在本研究中，我們開發了偵測氣喘生物指標--嗜酸性白血球陽離子蛋白 (eosinophil cationic protein，ECP) 之電化學生物感測器。先前之研究中證實，支氣管上皮細胞上大量表現的硫酸乙醯肝素 (heparan sulfate) 與類似結構之肝素 (heparin) 對ECP 有專一及高度的鍵結親合力。於本實驗中用來當作檢測ECP之探針。具磁性金包覆鐵奈米粒子 (Au@Fe3O4 NPs) 目前已被證實具有低毒性及良好的生物相容性，被廣泛應用於各種生物樣品分析實驗中。因此，我們使用化學合成方法，利用半胱胺 (cysteamine) 為鍵結的橋樑，將硫酸乙醯肝素的相似物肝素藉由自組裝的方式修飾至 Au@Fe3O4 NPs 上，並利用修飾上肝素的功能性磁奈米粒子 (Hep-Au@Fe3O4 NPs) 添加至含有 ECP 樣品溶液中，使分散於溶液的ECP 會被功能性磁奈米粒子所抓取。此時，在電極後方施與一外加磁場，抓取到 ECP 的功能性磁奈米粒子 (ECP@Hep-Au@Fe3O4 NPs) 即會藉由磁性吸附的關係聚集至電極表面，並增加 ECP 於電極表面的濃度。當增加樣品溶液的體積以及功能性磁奈米粒子的數量，將會增加其電化學感測器偵測 ECP 的靈敏度。 由於 ECP 不具有電化學活性，因此，在本研究中，我們使用 Ru(NH3)63+/2+ 當作電化學活性物質，用以間接偵測 ECP。當溶液中沒有 ECP時，修飾肝素的功能性磁奈米粒子表面帶有高度的負電性，會藉由靜電吸引力的關係，將大量的 Ru(NH3)63+/2+ 吸附至電極表面，產生明顯的Ru(NH3)63+/2+ 氧化還原電流。反之，當溶液中含有 ECP 時，抓取到 ECP 的功能性磁奈米粒子的表面負電荷會因為 ECP 的遮蔽而下降，再加上由於 ECP 的等電位點為 10.8，在中性溶液下帶正電，會排斥溶液中的 Ru(NH3)63+/2+ 擴散至電極表面，降低 Ru(NH3)63+/2+ 氧化還原電流值。

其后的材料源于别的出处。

impl OverlayPainter {
    pub(crate) fn new() -> Self {
        Self::default()
    }

    /// Draw `annotations` on the output page `page_id`.
    ///
    /// `page_size` and `page_rotation` are the page's intrinsic size and the
    /// absolute rotation it was written with.
    #[instrument(skip_all, fields(?page_id, overlays = annotations.len()))]
    pub(crate) fn paint(
        &mut self,
        document: &mut Document,
        page_id: ObjectId,
        page_size: PageSize,
        page_rotation: Rotation,
        annotations: &[&AnnotationObject],
    ) -> Result<()> {
        if annotations.is_empty() {
            return Ok(());
        }

        let page = document
            .get_dictionary(page_id)
            .map_err(|err| PagesmithError::Pdf(format!("output page unreadable: {err}")))?
            .clone();
        let mut resources = inline_resources(document, &page);
        let mut xobjects = Dictionary::new();
        let mut fonts = Dictionary::new();

        let mut operations = vec![Operation::new("Q", vec![])];
        for annotation in annotations {
            let placement = place(annotation, page_size, page_rotation)?;
            operations.push(Operation::new("q", vec![]));
            operations.extend(placement.centre_transform());

            match &annotation.payload {
                AnnotationPayload::Image { bytes, .. } => {
                    let image_id = embed_image(document, bytes).map_err(|reason| {
                        PagesmithError::Annotation(format!("{}: {reason}", annotation.id))
                    })?;
                    let name = format!("PsmIm{}", self.images);
                    self.images += 1;
                    xobjects.set(name.as_bytes().to_vec(), image_id);

                    let Size { width, height } = placement.size;
                    operations.push(cm(width, 0.0, 0.0, height, -width / 2.0, -height / 2.0));
                    operations.push(Operation::new("Do", vec![Object::Name(name.into_bytes())]));
                }
                AnnotationPayload::Text { text, font_size } => {
                    let font_id = self.font(document);
                    fonts.set(FONT_RESOURCE, font_id);

                    let size = *font_size / annotation.surface_zoom;
                    let Size { width, height } = placement.size;
                    operations.push(Operation::new("BT", vec![]));
                    operations.push(Operation::new(
                        "Tf",
                        vec![Object::Name(FONT_RESOURCE.into()), real(size)],
                    ));
                    operations.push(Operation::new(
                        "Td",
                        vec![real(-width / 2.0), real(-height / 2.0)],
                    ));
                    operations.push(Operation::new(
                        "Tj",
                        vec![Object::String(win_ansi(text), StringFormat::Literal)],
                    ));
                    operations.push(Operation::new("ET", vec![]));
                }
            }
            operations.push(Operation::new("Q", vec![]));
        }

        merge_subdictionary(document, &mut resources, b"XObject", xobjects);
        merge_subdictionary(document, &mut resources, b"Font", fonts);

        let overlay = Content { operations }
            .encode()
            .map_err(|err| PagesmithError::Pdf(format!("cannot encode overlay content: {err}")))?;
        let open_id = document.add_object(Stream::new(dictionary! {}, b"q\n".to_vec()));
        let overlay_id = document.add_object(Stream::new(dictionary! {}, overlay));

        let mut contents = vec![Object::Reference(open_id)];
        match page.get(b"Contents") {
            // A reference may name the stream itself or an array of streams.
            Ok(Object::Reference(id)) => match document.get_object(*id) {
                Ok(Object::Array(items)) => contents.extend(items.iter().cloned()),
                _ => contents.push(Object::Reference(*id)),
            },
            Ok(Object::Array(items)) => contents.extend(items.iter().cloned()),
            _ => {}
        }
        contents.push(Object::Reference(overlay_id));

        let page = document
            .get_object_mut(page_id)
            .and_then(Object::as_dict_mut)
            .map_err(|err| PagesmithError::Pdf(format!("output page unreadable: {err}")))?;
        page.set("Resources", resources);
        page.set("Contents", contents);

        debug!("Overlays drawn");
        Ok(())
    }

    fn font(&mut self, document: &mut Document) -> ObjectId {
        *self.font_id.get_or_insert_with(|| {
            document.add_object(dictionary! {
                "Type" => "Font",
                "Subtype" => "Type1",
                "BaseFont" => "Helvetica",
                "Encoding" => "WinAnsiEncoding",
            })
        })
    }
}
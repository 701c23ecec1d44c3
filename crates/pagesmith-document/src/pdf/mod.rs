// SPDX-License-Identifier: PMPL-1.0-or-later
// Copyright (c) 2026 Jonathan D.A. Jewell (hyperpolymath) <jonathan.jewell@open.ac.uk>
//
// PDF module — reading source documents, assembling output page trees,
// drawing overlays, rebuilding edited documents, and creating new PDFs.

pub(crate) mod overlay;
pub(crate) mod pages;
pub mod reader;
pub mod rebuild;
pub mod writer;

pub use reader::{PageExtractor, SourceDocument};
pub use rebuild::{RebuildJob, Rebuilder};
pub use writer::PdfWriter;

當溶液中的 ECP 濃度越高，其電流下降的幅度也越大，因此我們藉由電流下降的差值間接定量溶液中 ECP 的濃度。 本研究所開發的磁性電化學生物感測器不僅具有預濃縮溶液中 ECP 濃度的優點，亦可藉由磁力分離，將 ECP 從複雜的基質樣品中萃取出來，減少大部分的樣品基質干擾。本研究所設計的生物感測器，未來更可以結合至標靶藥物的開發，做更廣泛的應用。

In this study, the electrochemical biosensor combined with functional magnetic nanoparticles for detection of asthma biomarker was developed. Eosinophil cationic protein (ECP) was used as biomarker for asthma, which was been proved that bound with heparin and heparan sulfate expressed on cell membrane specifically. The synthesized magnetic core-shell Au@Fe3O4 NPs existed good bio-compatibility. Based on the specific binding between ECP and heparin and heparan sulfate, the heparin was immobilized on the Au@Fe3O4 NPs using the cysteamine as the linker. The heparin modified Au@Fe3O4 NPs were added into sample solutions containing ECP. After the ECP distributed in solution were captured by heparin modified Au@Fe3O4 NPs, an external magnetic field was applied behind the electrode. The Au@Fe3O4 NPs gathered to the surface of electrode and the ECP concentration near the electrode surface increased. By using this strategy, the sensitivity of designed biosensor could be further improved with larger sample volume used with corresponding amount of nanoparticles added. The Ru(NH3)63+/2+ was used as the electrochemical redox mediator. In the absence of ECP, the heparin modified Au@Fe3O4 NPs carrying large amount of negative charges, which attracted large amount of Ru(NH3)63+/2+ in the solution to provide the electrochemical redox signal. In the presence of the ECP, the heparin modified Au@Fe3O4 NPs bound with ECP and decreased its negative charge. Due to the positive charges carried by ECP, the Ru(NH3)63+/2+ was repulsed from the electrode surface. The redox signal of Ru(NH3)63+/2+ was decreased and the current difference could be used for quantitation of ECP. This designed magnetic nanoparticle based electrochemical biosensor was not only pre-concentrated the ECP concentration, but also extracted the ECP from the sample matrix like human serum or plasma. Most of electrochemical interference issues could be eliminated. This presented method could be further applied into similar probe-target combinations for more extensively usages.